Although nutritional treatment is an established pillar of multidisciplinary care provided in critical illness, there are many concerns regarding this issue in severe COVID-19. This observational, retrospective, multicentre study aimed to analyse the approach to nutritional treatment among selected intensive care units (ICUs) in Poland.
The medical records of 129 patients hospitalized in five units due to respiratory failure following COVID-19 were analysed in terms of nutritional management on the eighth day of the ICU stay. The Harris-Benedict equation (HB), Mifflin St. Jeor equation (MsJ) and ESPEN formula (20 kcal kg -1 body weight) were used to estimate the energy target for each patient, and two ESPEN formulas determined the protein target (1 g kg -1 body weight and 1.3 g kg -1 body weight).

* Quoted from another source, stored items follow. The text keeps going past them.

#[cfg(test)]
mod tests {
    use super::*;
    use crate::test_util::{
        self, gateway, http_listener, http_route, namespace_with_labels, route_rule_with_path,
    };
    use ahash::AHashSet as HashSet;

    fn gateway_ids(ids: &[(&str, &str)]) -> HashSet<ResourceId> {
        ids.iter().map(|(ns, name)| ResourceId::new(*ns, *name)).collect()
    }

    #[test]
    fn routes_without_a_matching_parent_ref_are_skipped() {
        let ids = gateway_ids(&[("test", "gateway-1")]);

        let ours = http_route("test", "hr-1", "gateway-1", &["foo.example.com"]);
        let foreign = http_route("test", "hr-2", "other-gateway", &["foo.example.com"]);

        let http_routes: HashMap<_, _> = [
            (ResourceId::new("test", "hr-1"), ours),
            (ResourceId::new("test", "hr-2"), foreign),
        ]
        .into_iter()
        .collect();

        let routes = build_routes_for_gateways(&http_routes, &ids);

        assert_eq!(routes.len(), 1);
        assert!(routes.contains_key(&ResourceId::new("test", "hr-1")));
    }

    #[test]
    fn invalid_hostnames_invalidate_the_route() {
        let route = http_route("test", "hr-1", "gateway-1", &["-bad-.example.com"]);
        let built = build_route(route, vec![]);

        assert!(!built.valid);
        assert_eq!(built.conditions.len(), 1);
        assert_eq!(built.conditions[0].reason, "UnsupportedValue");
    }

    #[test]
    fn partially_invalid_routes_keep_their_valid_rules() {
        let mut route = http_route("test", "hr-1", "gateway-1", &["foo.example.com"]);
        route.spec.rules = Some(vec![
            route_rule_with_path("/good"),
            route_rule_with_path("bad-no-slash"),
        ]);

        let built = build_route(route, vec![]);

        assert!(built.valid);
        assert_eq!(built.rules.len(), 2);
        assert!(built.rules[0].valid_matches);
        assert!(!built.rules[1].valid_matches);
        assert_eq!(built.conditions.len(), 1);
        assert_eq!(built.conditions[0].type_, "PartiallyInvalid");
        assert!(built.conditions[0].message.starts_with("Dropped Rule(s)"));
    }

    #[test]
    fn fully_invalid_rules_invalidate_the_route() {
        let mut route = http_route("test", "hr-1", "gateway-1", &["foo.example.com"]);
        route.spec.rules = Some(vec![route_rule_with_path("bad-no-slash")]);

        let built = build_route(route, vec![]);

        assert!(!built.valid);
        assert_eq!(built.conditions[0].reason, "UnsupportedValue");
    }

    #[test]
    fn unsupported_filters_invalidate_the_rule() {
        let mut rule = route_rule_with_path("/");
        rule.filters = Some(vec![gw::HTTPRouteFilter {
            type_: "ExtensionRef".to_string(),
            ..Default::default()
        }]);
        assert!(!validate_filters(&rule, 0).is_empty());

        let mut rule = route_rule_with_path("/");
        rule.filters = Some(vec![gw::HTTPRouteFilter {
            type_: filter_type::REQUEST_REDIRECT.to_string(),
            request_redirect: Some(gw::HTTPRequestRedirectFilter {
                scheme: Some("https".to_string()),
                status_code: Some(302),
                ..Default::default()
            }),
            ..Default::default()
        }]);
        assert!(validate_filters(&rule, 0).is_empty());

        let mut rule = route_rule_with_path("/");
        rule.filters = Some(vec![gw::HTTPRouteFilter {
            type_: filter_type::REQUEST_REDIRECT.to_string(),
            request_redirect: Some(gw::HTTPRequestRedirectFilter {
                status_code: Some(307),
                ..Default::default()
            }),
            ..Default::default()
        }]);
        assert!(!validate_filters(&rule, 0).is_empty());
    }

    #[test]
    fn binding_populates_both_sides() {
        let mut gw_node = test_util::built_gateway(
            "test",
            "gateway-1",
            vec![http_listener("listener-80-1", 80)],
        );

        let route_id = ResourceId::new("test", "hr-1");
        let mut routes: HashMap<_, _> = [(
            route_id.clone(),
            build_route(
                http_route("test", "hr-1", "gateway-1", &["foo.example.com"]),
                vec![ParentRef {
                    idx: 0,
                    gateway: ResourceId::new("test", "gateway-1"),
                    section_name: None,
                    attachment: None,
                }],
            ),
        )]
        .into_iter()
        .collect();

        bind_routes_to_listeners(&mut routes, Some(&mut gw_node), &HashMap::new(), &HashMap::new());

        let route = &routes[&route_id];
        assert!(route.attachable);
        let attachment = route.parent_refs[0].attachment.as_ref().unwrap();
        assert!(attachment.attached);
        assert_eq!(
            attachment.accepted_hostnames["listener-80-1"],
            vec!["foo.example.com"]
        );
        assert!(gw_node.listeners[0].routes.contains(&route_id));
    }

    #[test]
    fn section_name_restricts_the_candidate_listeners() {
        let mut gw_node = test_util::built_gateway(
            "test",
            "gateway-1",
            vec![
                http_listener("listener-80-1", 80),
                http_listener("listener-8080-1", 8080),
            ],
        );

        let route_id = ResourceId::new("test", "hr-1");
        let mut routes: HashMap<_, _> = [(
            route_id.clone(),
            build_route(
                http_route("test", "hr-1", "gateway-1", &["foo.example.com"]),
                vec![ParentRef {
                    idx: 0,
                    gateway: ResourceId::new("test", "gateway-1"),
                    section_name: Some("listener-8080-1".to_string()),
                    attachment: None,
                }],
            ),
        )]
        .into_iter()
        .collect();

        bind_routes_to_listeners(&mut routes, Some(&mut gw_node), &HashMap::new(), &HashMap::new());

        let attachment = routes[&route_id].parent_refs[0].attachment.as_ref().unwrap();
        assert_eq!(
            attachment.accepted_hostnames.keys().collect::<Vec<_>>(),
            vec!["listener-8080-1"]
        );
        assert!(gw_node.listeners[0].routes.is_empty());
        assert!(gw_node.listeners[1].routes.contains(&route_id));
    }

    #[test]
    fn a_missing_section_name_fails_with_no_matching_parent() {
        let mut gw_node = test_util::built_gateway(
            "test",
            "gateway-1",
            vec![http_listener("listener-80-1", 80)],
        );

        let route_id = ResourceId::new("test", "hr-1");
        let mut routes: HashMap<_, _> = [(
            route_id.clone(),
            build_route(
                http_route("test", "hr-1", "gateway-1", &["foo.example.com"]),
                vec![ParentRef {
                    idx: 0,
                    gateway: ResourceId::new("test", "gateway-1"),
                    section_name: Some("no-such-listener".to_string()),
                    attachment: None,
                }],
            ),
        )]
        .into_iter()
        .collect();

        bind_routes_to_listeners(&mut routes, Some(&mut gw_node), &HashMap::new(), &HashMap::new());

        let attachment = routes[&route_id].parent_refs[0].attachment.as_ref().unwrap();
        assert!(!attachment.attached);
        assert_eq!(
            attachment.failed_condition.as_ref().unwrap().reason,
            "NoMatchingParent"
        );
    }

    #[test]
    fn hostname_mismatches_fail_with_a_distinct_reason() {
        let mut listener = http_listener("listener-80-1", 80);
        listener.hostname = Some("cafe.example.com".to_string());
        let mut gw_node = test_util::built_gateway("test", "gateway-1", vec![listener]);

        let route_id = ResourceId::new("test", "hr-1");
        let mut routes: HashMap<_, _> = [(
            route_id.clone(),
            build_route(
                http_route("test", "hr-1", "gateway-1", &["foo.example.com"]),
                vec![ParentRef {
                    idx: 0,
                    gateway: ResourceId::new("test", "gateway-1"),
                    section_name: None,
                    attachment: None,
                }],
            ),
        )]
        .into_iter()
        .collect();

        bind_routes_to_listeners(&mut routes, Some(&mut gw_node), &HashMap::new(), &HashMap::new());

        let attachment = routes[&route_id].parent_refs[0].attachment.as_ref().unwrap();
        assert_eq!(
            attachment.failed_condition.as_ref().unwrap().reason,
            "NoMatchingListenerHostname"
        );
    }

    #[test]
    fn cross_namespace_routes_need_an_allowing_listener() {
        // Listener in ns "test" with the default Same policy.
        let mut gw_node = test_util::built_gateway(
            "test",
            "gateway-1",
            vec![http_listener("listener-80-1", 80)],
        );

        let route_id = ResourceId::new("other", "hr-1");
        let mut routes: HashMap<_, _> = [(
            route_id.clone(),
            build_route(
                http_route("other", "hr-1", "gateway-1", &["foo.example.com"]),
                vec![ParentRef {
                    idx: 0,
                    gateway: ResourceId::new("test", "gateway-1"),
                    section_name: None,
                    attachment: None,
                }],
            ),
        )]
        .into_iter()
        .collect();

        bind_routes_to_listeners(&mut routes, Some(&mut gw_node), &HashMap::new(), &HashMap::new());

        let attachment = routes[&route_id].parent_refs[0].attachment.as_ref().unwrap();
        assert_eq!(
            attachment.failed_condition.as_ref().unwrap().reason,
            "NotAllowedByListeners"
        );
    }

    #[test]
    fn selector_listeners_admit_matching_namespaces() {
        let mut listener = http_listener("listener-80-1", 80);
        listener.allowed_routes = Some(gw::AllowedRoutes {
            namespaces: Some(gw::RouteNamespaces {
                from: Some(from_namespaces::SELECTOR.to_string()),
                selector: Some(nginx_gateway_controller_k8s_api::LabelSelector {
                    match_labels: Some(
                        [("team".to_string(), "shop".to_string())].into_iter().collect(),
                    ),
                    match_expressions: None,
                }),
            }),
            kinds: None,
        });
        // Compile the selector the way the listener builder would.
        let mut gw_node = test_util::built_gateway("test", "gateway-1", vec![listener]);

        let namespaces: HashMap<_, _> = [
            namespace_with_labels("allowed", &[("team", "shop")]),
            namespace_with_labels("denied", &[("team", "search")]),
        ]
        .into_iter()
        .collect();

        let make_route = |ns: &str| {
            build_route(
                http_route(ns, "hr-1", "gateway-1", &["foo.example.com"]),
                vec![ParentRef {
                    idx: 0,
                    gateway: ResourceId::new("test", "gateway-1"),
                    section_name: None,
                    attachment: None,
                }],
            )
        };

        let allowed_id = ResourceId::new("allowed", "hr-1");
        let denied_id = ResourceId::new("denied", "hr-1");
        let mut routes: HashMap<_, _> = [
            (allowed_id.clone(), make_route("allowed")),
            (denied_id.clone(), make_route("denied")),
        ]
        .into_iter()
        .collect();

        bind_routes_to_listeners(&mut routes, Some(&mut gw_node), &HashMap::new(), &namespaces);

        assert!(routes[&allowed_id].parent_refs[0].attachment.as_ref().unwrap().attached);
        assert!(!routes[&denied_id].parent_refs[0].attachment.as_ref().unwrap().attached);
    }

    #[test]
    fn routes_parented_to_an_ignored_gateway_get_the_placeholder_condition() {
        let ignored: HashMap<_, _> = [(
            ResourceId::new("test", "gateway-2"),
            gateway("test", "gateway-2", "test-class", 200),
        )]
        .into_iter()
        .collect();

        let route_id = ResourceId::new("test", "hr-1");
        let mut routes: HashMap<_, _> = [(
            route_id.clone(),
            build_route(
                http_route("test", "hr-1", "gateway-2", &["foo.example.com"]),
                vec![ParentRef {
                    idx: 0,
                    gateway: ResourceId::new("test", "gateway-2"),
                    section_name: None,
                    attachment: None,
                }],
            ),
        )]
        .into_iter()
        .collect();

        let mut gw_node = test_util::built_gateway(
            "test",
            "gateway-1",
            vec![http_listener("listener-80-1", 80)],
        );

        bind_routes_to_listeners(&mut routes, Some(&mut gw_node), &ignored, &HashMap::new());

        let attachment = routes[&route_id].parent_refs[0].attachment.as_ref().unwrap();
        assert!(!attachment.attached);
        let failed = attachment.failed_condition.as_ref().unwrap();
        assert_eq!(failed.type_, "TODO");
        assert!(failed.message.contains("Gateway is ignored"));
    }
}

Evaluation of nutritional therapy was performed in 129 subjects. The fulfilment of caloric requirement considering the HB, MsJ and ESPEN formula was 66%, 66.7% and 62.5%, respectively. Two clinical centres managed to provide 70% or more of daily caloric requirements. According to the ESPEN formula, the implementation of the protein target was 70%; however, one of the investigated units provided a median of 157% of the protein demand. The nutritional management varied in the preferred route of nutrition administration. Neither method nor grade of nutrition supply influenced biochemical parameters on the 8th day of ICU stay.
Significant differences in nutritional treatment of critically ill COVID-19 patients in Polish ICUs were noted, which underlines the importance of setting up clear guidelines regarding this issue.
尽管营养治疗是危重病多学科治疗的既定支柱,但在严重 COVID-19 中,人们对此问题存在诸多担忧。本观察性、回顾性、多中心研究旨在分析波兰选定的重症监护病房(ICU)中营养治疗的方法。
分析了五家 ICU 中因 COVID-19 后呼吸衰竭而住院的 129 名患者在 ICU 入住第八天的营养管理情况。使用哈里斯-本尼迪克特方程(HB)、米夫林-圣杰罗方程(MsJ)和 ESPEN 公式(20 kcal kg -1体重)估计每位患者的能量目标,并使用两种 ESPEN 公式确定蛋白质目标(1 g kg -1体重和 1.3 g kg -1体重)。
对 129 名患者进行了营养治疗评估。考虑到 HB、MsJ 和 ESPEN 公式,热量需求的满足率分别为 66%、66.7%和 62.5%。两个临床中心设法提供了 70%或更多的每日热量需求。根据 ESPEN 公式,蛋白质目标的实施率为 70%;然而,其中一个被调查的单位提供了蛋白质需求中位数的 157%。营养管理在营养供给的首选途径上存在差异。营养供给的方法和等级均未影响 ICU 入住第 8 天的生化参数。
波兰 ICU 中对 COVID-19 危重病患者的营养治疗存在显著差异,这强调了制定明确指南的重要性。